Commonly Confused With
The DR is the router that has the central role on a multi-access network segment. It collects LSAs from all DROTHERs and floods them to the entire segment. In contrast, a DROTHER is a regular router that only sends its updates to the DR and BDR, and does not flood directly to other routers. The DR has a higher OSPF priority or Router ID than DROTHERs.
If R1 has priority 100 and becomes DR, and R2 has priority 1 and becomes DROTHER, then R2 sends its routes to R1, not to R3 (another DROTHER). R1 then sends the update to everyone.
The BDR is the standby for the DR. It forms a full adjacency with all routers on the segment, including all DROTHERs, and shadows the DR's database. A DROTHER does not have this standby role. The BDR takes over as DR if the DR fails, while a DROTHER does not become DR automatically unless it wins a new election. The BDR is elected along with the DR using the same priority/RID rules.

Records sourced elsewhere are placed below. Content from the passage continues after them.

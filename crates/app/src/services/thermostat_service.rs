//! Thermostat service — use-cases that move the thermostat from one
//! snapshot to the next.

use std::time::Duration;

use tokio::sync::watch;

use thermostat_domain::fetch_status::FailureReason;
use thermostat_domain::run_state::RunState;
use thermostat_domain::temperature::{Reading, Setpoint};

use crate::error::{ThermostatError, TransitionError};
use crate::fetch_lifecycle::{FetchEvent, advance};
use crate::ports::{OutsideTemperatureSource, SourceError};
use crate::snapshot_store::{Snapshot, ThermostatStore};

/// How long [`ThermostatService::refresh_outside_temperature`] waits for the
/// source unless told otherwise.
pub const DEFAULT_FETCH_TIMEOUT: Duration = Duration::from_secs(5);

/// Application service owning the write side of a [`ThermostatStore`].
pub struct ThermostatService<S> {
    store: ThermostatStore,
    source: S,
    fetch_timeout: Duration,
}

impl<S: OutsideTemperatureSource> ThermostatService<S> {
    /// Create a new service publishing to `store` and reading the outside
    /// temperature from `source`.
    pub fn new(store: ThermostatStore, source: S) -> Self {
        Self {
            store,
            source,
            fetch_timeout: DEFAULT_FETCH_TIMEOUT,
        }
    }

    /// Bound every outside-temperature request by `timeout`.
    #[must_use]
    pub fn with_fetch_timeout(mut self, timeout: Duration) -> Self {
        self.fetch_timeout = timeout;
        self
    }

    #[must_use]
    pub fn snapshot(&self) -> Snapshot {
        self.store.current()
    }

    #[must_use]
    pub fn subscribe(&self) -> watch::Receiver<Snapshot> {
        self.store.subscribe()
    }

    /// Switch to `run_state`.
    #[tracing::instrument(skip(self), fields(mode = run_state.label()))]
    pub fn set_run_state(&self, run_state: RunState) -> Snapshot {
        let snapshot = self
            .store
            .replace_with(|state| state.clone().with_run_state(run_state));
        tracing::debug!(revision = snapshot.revision, "run state changed");
        snapshot
    }

    pub fn turn_off(&self) -> Snapshot {
        self.set_run_state(RunState::Off)
    }

    pub fn heat_to(&self, target: Setpoint) -> Snapshot {
        self.set_run_state(RunState::heating(target))
    }

    pub fn cool_to(&self, target: Setpoint) -> Snapshot {
        self.set_run_state(RunState::cooling(target))
    }

    /// Record a new measurement from the inside sensor.
    #[tracing::instrument(skip(self, reading), fields(reading = %reading))]
    pub fn record_inside_reading(&self, reading: Reading) -> Snapshot {
        self.store
            .replace_with(|state| state.clone().with_inside_temp(reading))
    }

    /// Fetch the outside temperature and publish the outcome.
    ///
    /// Publishes `InProgress` first, then either `Fetched` or `Failed`. A
    /// source error or timeout is not an error of this call: it ends up as
    /// the `Failed` reason in the returned snapshot. If the returned future
    /// is dropped before the source answers, `Failed` is published with
    /// [`CANCELLED_REASON`].
    ///
    /// # Errors
    ///
    /// Returns [`ThermostatError::Transition`] when a fetch is already in
    /// flight; the in-flight fetch is left untouched.
    #[tracing::instrument(skip(self))]
    pub async fn refresh_outside_temperature(&self) -> Result<Snapshot, ThermostatError> {
        publish(&self.store, FetchEvent::Requested)?;
        let pending = PendingFetch::new(&self.store);

        let outcome = match tokio::time::timeout(self.fetch_timeout, self.source.fetch()).await {
            Ok(outcome) => outcome,
            Err(_) => Err(SourceError::Timeout {
                after: self.fetch_timeout,
            }),
        };

        let event = match outcome {
            Ok(reading) => {
                tracing::debug!(%reading, "outside temperature fetched");
                FetchEvent::Succeeded(reading)
            }
            Err(err) => {
                tracing::warn!(%err, "outside temperature fetch failed");
                // An unusable reason leaves `pending` armed, which publishes
                // the cancellation reason instead.
                FetchEvent::Failed(FailureReason::new(err.to_string())?)
            }
        };

        Ok(pending.settle(event)?)
    }
}

/// Reason published when a refresh ends without an outcome of its own.
pub const CANCELLED_REASON: &str = "outside temperature request cancelled";

/// Owns the `InProgress` phase of one refresh.
///
/// Dropped without [`PendingFetch::settle`], it publishes `Failed` so the
/// store never stays `InProgress` once nobody is waiting on the source.
struct PendingFetch<'a> {
    store: &'a ThermostatStore,
    settled: bool,
}

impl<'a> PendingFetch<'a> {
    fn new(store: &'a ThermostatStore) -> Self {
        Self {
            store,
            settled: false,
        }
    }

    fn settle(mut self, event: FetchEvent) -> Result<Snapshot, TransitionError> {
        self.settled = true;
        publish(self.store, event)
    }
}

impl Drop for PendingFetch<'_> {
    fn drop(&mut self) {
        if self.settled {
            return;
        }
        let result = FailureReason::new(CANCELLED_REASON)
            .map_err(ThermostatError::from)
            .and_then(|reason| {
                publish(self.store, FetchEvent::Failed(reason)).map_err(ThermostatError::from)
            });
        match result {
            Ok(snapshot) => tracing::warn!(
                revision = snapshot.revision,
                "outside temperature request cancelled"
            ),
            Err(err) => tracing::error!(%err, "could not close cancelled fetch"),
        }
    }
}

fn publish(store: &ThermostatStore, event: FetchEvent) -> Result<Snapshot, TransitionError> {
    let label = event.label();
    let snapshot = store.try_replace_with(|state| -> Result<_, TransitionError> {
        let outside = advance(&state.outside_temp, event)?;
        Ok(state.clone().with_outside_temp(outside))
    })?;
    tracing::debug!(
        event = label,
        phase = snapshot.state.outside_temp.label(),
        revision = snapshot.revision,
        "fetch status advanced"
    );
    Ok(snapshot)
}
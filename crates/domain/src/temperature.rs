//! Temperatures — a scale tag that always travels with its value, and the
//! two roles a temperature can play.
//!
//! [`Setpoint`] and [`Reading`] share a layout but are distinct types, so a
//! measured value can never be passed where a target is expected:
//!
//! ```compile_fail
//! use thermostat_domain::temperature::{Reading, Setpoint, TemperatureUnit};
//!
//! fn heat_towards(target: Setpoint) -> Setpoint {
//!     target
//! }
//!
//! let inside = Reading::new(TemperatureUnit::Celsius(19));
//! heat_towards(inside);
//! ```
//!
//! Nor is there a conversion between the two roles:
//!
//! ```compile_fail
//! use thermostat_domain::temperature::{Reading, Setpoint, TemperatureUnit};
//!
//! let target = Setpoint::new(TemperatureUnit::Celsius(21));
//! let _: Reading = target.into();
//! ```

use serde::{Deserialize, Serialize};

/// Temperature scale, without a value.
///
/// Names a conversion target or a display preference. A temperature is
/// always a [`TemperatureUnit`], never a bare number plus a `Scale`.
#[derive(Debug, Clone, Copy, PartialEq, Eq, Hash, Serialize, Deserialize)]
#[serde(rename_all = "lowercase")]
pub enum Scale {
    Celsius,
    Fahrenheit,
}

impl Scale {
    /// Unit suffix, e.g. `°C`.
    #[must_use]
    pub fn symbol(self) -> &'static str {
        match self {
            Self::Celsius => "\u{b0}C",
            Self::Fahrenheit => "\u{b0}F",
        }
    }
}

impl std::fmt::Display for Scale {
    fn fmt(&self, f: &mut std::fmt::Formatter<'_>) -> std::fmt::Result {
        match self {
            Self::Celsius => f.write_str("celsius"),
            Self::Fahrenheit => f.write_str("fahrenheit"),
        }
    }
}

/// A whole-degree temperature tagged with its scale.
#[derive(Debug, Clone, Copy, PartialEq, Eq, Hash, Serialize, Deserialize)]
#[serde(tag = "scale", content = "value", rename_all = "lowercase")]
pub enum TemperatureUnit {
    Celsius(i32),
    Fahrenheit(i32),
}

impl TemperatureUnit {
    /// Build a value on the given scale.
    #[must_use]
    pub fn new(scale: Scale, value: i32) -> Self {
        match scale {
            Scale::Celsius => Self::Celsius(value),
            Scale::Fahrenheit => Self::Fahrenheit(value),
        }
    }

    #[must_use]
    pub fn scale(self) -> Scale {
        match self {
            Self::Celsius(_) => Scale::Celsius,
            Self::Fahrenheit(_) => Scale::Fahrenheit,
        }
    }

    /// Degrees on [`scale`](Self::scale). Meaningless on its own.
    #[must_use]
    pub fn value(self) -> i32 {
        match self {
            Self::Celsius(value) | Self::Fahrenheit(value) => value,
        }
    }
}

impl std::fmt::Display for TemperatureUnit {
    fn fmt(&self, f: &mut std::fmt::Formatter<'_>) -> std::fmt::Result {
        write!(f, "{}{}", self.value(), self.scale().symbol())
    }
}

/// Target temperature the thermostat drives toward.
#[derive(Debug, Clone, Copy, PartialEq, Eq, Hash, Serialize, Deserialize)]
#[serde(transparent)]
pub struct Setpoint(TemperatureUnit);

impl Setpoint {
    #[must_use]
    pub fn new(unit: TemperatureUnit) -> Self {
        Self(unit)
    }

    #[must_use]
    pub fn unit(self) -> TemperatureUnit {
        self.0
    }

    /// The same target expressed on another scale.
    #[must_use]
    pub fn converted_to(self, scale: Scale) -> Self {
        Self(crate::conversion::convert(self.0, scale))
    }
}

impl std::fmt::Display for Setpoint {
    fn fmt(&self, f: &mut std::fmt::Formatter<'_>) -> std::fmt::Result {
        self.0.fmt(f)
    }
}

/// Temperature as measured by a sensor.
#[derive(Debug, Clone, Copy, PartialEq, Eq, Hash, Serialize, Deserialize)]
#[serde(transparent)]
pub struct Reading(TemperatureUnit);

impl Reading {
    #[must_use]
    pub fn new(unit: TemperatureUnit) -> Self {
        Self(unit)
    }

    #[must_use]
    pub fn unit(self) -> TemperatureUnit {
        self.0
    }

    /// The same measurement expressed on another scale.
    #[must_use]
    pub fn converted_to(self, scale: Scale) -> Self {
        Self(crate::conversion::convert(self.0, scale))
    }
}

impl std::fmt::Display for Reading {
    fn fmt(&self, f: &mut std::fmt::Formatter<'_>) -> std::fmt::Result {
        self.0.fmt(f)
    }
}
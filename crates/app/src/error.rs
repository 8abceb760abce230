//! Errors raised by application use-cases.

use thermostat_domain::error::ValidationError;

/// A fetch-lifecycle event arrived in a phase that does not accept it.
#[derive(Debug, Clone, PartialEq, Eq, thiserror::Error)]
#[error("cannot apply `{event}` to an outside temperature fetch that is `{phase}`")]
pub struct TransitionError {
    /// Label of the phase the fetch was in.
    pub phase: &'static str,
    /// Label of the rejected event.
    pub event: &'static str,
}

/// Top-level error for thermostat use-cases.
#[derive(Debug, Clone, PartialEq, Eq, thiserror::Error)]
pub enum ThermostatError {
    #[error("illegal fetch transition")]
    Transition(#[from] TransitionError),

    #[error("validation error")]
    Validation(#[from] ValidationError),
}
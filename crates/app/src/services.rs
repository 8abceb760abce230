//! Application services — use-case implementations.
//!
//! Each service struct accepts port trait implementations via generic parameters
//! (constructor injection), keeping this layer decoupled from concrete adapters.

pub mod thermostat_service;
//! Thermostat state — the aggregate of run mode, inside reading and outside
//! fetch status.
//!
//! Any combination of the three fields is a state a real thermostat can be
//! in, so the aggregate has no validation step and exposes its fields
//! directly. Changes produce a new value:
//!
//! ```
//! use thermostat_domain::fetch_status::FetchStatus;
//! use thermostat_domain::run_state::RunState;
//! use thermostat_domain::temperature::{Reading, Setpoint, TemperatureUnit};
//! use thermostat_domain::thermostat::ThermostatState;
//!
//! let state = ThermostatState::new(
//!     RunState::heating(Setpoint::new(TemperatureUnit::Celsius(25))),
//!     Reading::new(TemperatureUnit::Fahrenheit(70)),
//!     FetchStatus::InProgress,
//! );
//! let state = state.with_run_state(RunState::Off);
//! assert_eq!(state.run_state.target(), None);
//! ```

use serde::{Deserialize, Serialize};

use crate::fetch_status::FetchStatus;
use crate::run_state::RunState;
use crate::temperature::Reading;

/// Complete state of one thermostat.
#[derive(Debug, Clone, PartialEq, Eq, Serialize, Deserialize)]
pub struct ThermostatState {
    pub run_state: RunState,
    pub inside_temp: Reading,
    pub outside_temp: FetchStatus,
}

impl ThermostatState {
    #[must_use]
    pub fn new(run_state: RunState, inside_temp: Reading, outside_temp: FetchStatus) -> Self {
        Self {
            run_state,
            inside_temp,
            outside_temp,
        }
    }

    #[must_use]
    pub fn with_run_state(self, run_state: RunState) -> Self {
        Self { run_state, ..self }
    }

    #[must_use]
    pub fn with_inside_temp(self, inside_temp: Reading) -> Self {
        Self {
            inside_temp,
            ..self
        }
    }

    #[must_use]
    pub fn with_outside_temp(self, outside_temp: FetchStatus) -> Self {
        Self {
            outside_temp,
            ..self
        }
    }
}

impl std::fmt::Display for ThermostatState {
    fn fmt(&self, f: &mut std::fmt::Formatter<'_>) -> std::fmt::Result {
        write!(
            f,
            "{}, inside {}, outside {}",
            self.run_state, self.inside_temp, self.outside_temp
        )
    }
}
//! # thermostat-domain
//!
//! Pure state model for a thermostat controller.
//!
//! ## Responsibilities
//! - Unit-tagged temperatures, split by role into [`Setpoint`](temperature::Setpoint)
//!   (target) and [`Reading`](temperature::Reading) (measured)
//! - The operating mode as a [`RunState`](run_state::RunState): off, or heating/cooling
//!   toward a setpoint
//! - The outside-temperature fetch lifecycle as a [`FetchStatus`](fetch_status::FetchStatus)
//! - The [`ThermostatState`](thermostat::ThermostatState) aggregate of the three
//!
//! Every value these types can hold is a meaningful thermostat state, so there
//! is no `is_valid` check anywhere in this crate. The one runtime check left is
//! the non-empty failure reason, enforced once at construction.
//!
//! ## Dependency rule
//! This crate has **no internal dependencies** and performs no IO.
//! Deciding *when* to change state is the job of `thermostat-app`.

pub mod conversion;
pub mod error;
pub mod fetch_status;
pub mod run_state;
pub mod temperature;
pub mod thermostat;
//! # thermostat-app
//!
//! Application layer — use-cases and **port definitions** (traits).
//!
//! ## Responsibilities
//! - Define the driven port adapters must implement:
//!   - `OutsideTemperatureSource` — answers one outside-temperature request
//! - Enforce the order of fetch-lifecycle transitions (`fetch_lifecycle`)
//! - Hold the current thermostat state as a series of immutable snapshots
//!   with a single serialized writer (`snapshot_store`)
//! - Provide the `ThermostatService` use-case: change mode, record inside
//!   readings, refresh the outside temperature
//!
//! ## Dependency rule
//! Depends on `thermostat-domain` only (plus `tokio::sync`/`tokio::time`).
//! Never imports adapter crates. Adapters depend on *this* crate, not the reverse.

pub mod error;
pub mod fetch_lifecycle;
pub mod ports;
pub mod services;
pub mod snapshot_store;
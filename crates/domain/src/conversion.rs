//! Scale conversion between Celsius and Fahrenheit.
//!
//! Conversion lives outside the value types: a [`TemperatureUnit`] never
//! changes scale on its own, callers ask for it explicitly.

use crate::temperature::{Scale, TemperatureUnit};

/// Express `unit` on the `target` scale.
///
/// Results are rounded to the nearest whole degree (halves away from zero)
/// and saturate at the bounds of `i32`. Converting to the scale a value is
/// already on returns it unchanged.
///
/// ```
/// use thermostat_domain::conversion::convert;
/// use thermostat_domain::temperature::{Scale, TemperatureUnit};
///
/// assert_eq!(
///     convert(TemperatureUnit::Celsius(25), Scale::Fahrenheit),
///     TemperatureUnit::Fahrenheit(77)
/// );
/// ```
#[must_use]
pub fn convert(unit: TemperatureUnit, target: Scale) -> TemperatureUnit {
    match (unit, target) {
        (TemperatureUnit::Celsius(_), Scale::Celsius)
        | (TemperatureUnit::Fahrenheit(_), Scale::Fahrenheit) => unit,
        (TemperatureUnit::Celsius(c), Scale::Fahrenheit) => {
            TemperatureUnit::Fahrenheit(saturate(div_round(i64::from(c) * 9, 5) + 32))
        }
        (TemperatureUnit::Fahrenheit(f), Scale::Celsius) => {
            TemperatureUnit::Celsius(saturate(div_round((i64::from(f) - 32) * 5, 9)))
        }
    }
}

// Odd divisors only, so an exact half never occurs.
fn div_round(numerator: i64, divisor: i64) -> i64 {
    let half = divisor / 2;
    if numerator >= 0 {
        (numerator + half) / divisor
    } else {
        (numerator - half) / divisor
    }
}

fn saturate(value: i64) -> i32 {
    match i32::try_from(value) {
        Ok(value) => value,
        Err(_) if value < 0 => i32::MIN,
        Err(_) => i32::MAX,
    }
}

If the DR fails, the BDR immediately becomes the new DR to minimize disruption. A DROTHER would only become BDR if a new election is held and it has the second-highest priority or Router ID.
The 2-Way state is an OSPF neighbor state that indicates two routers have exchanged Hello packets and see each other, but have not formed a full adjacency. Between two DROTHERs, this is the final state. However, a DROTHER itself is a role (a router that is not DR or BDR), not a state. A router can be a DROTHER and have neighbors in various states, including 2-Way (with other DROTHERs) and Full (with the DR and BDR). Confusing the term "DROTHER" with the state "2-Way" is a common error.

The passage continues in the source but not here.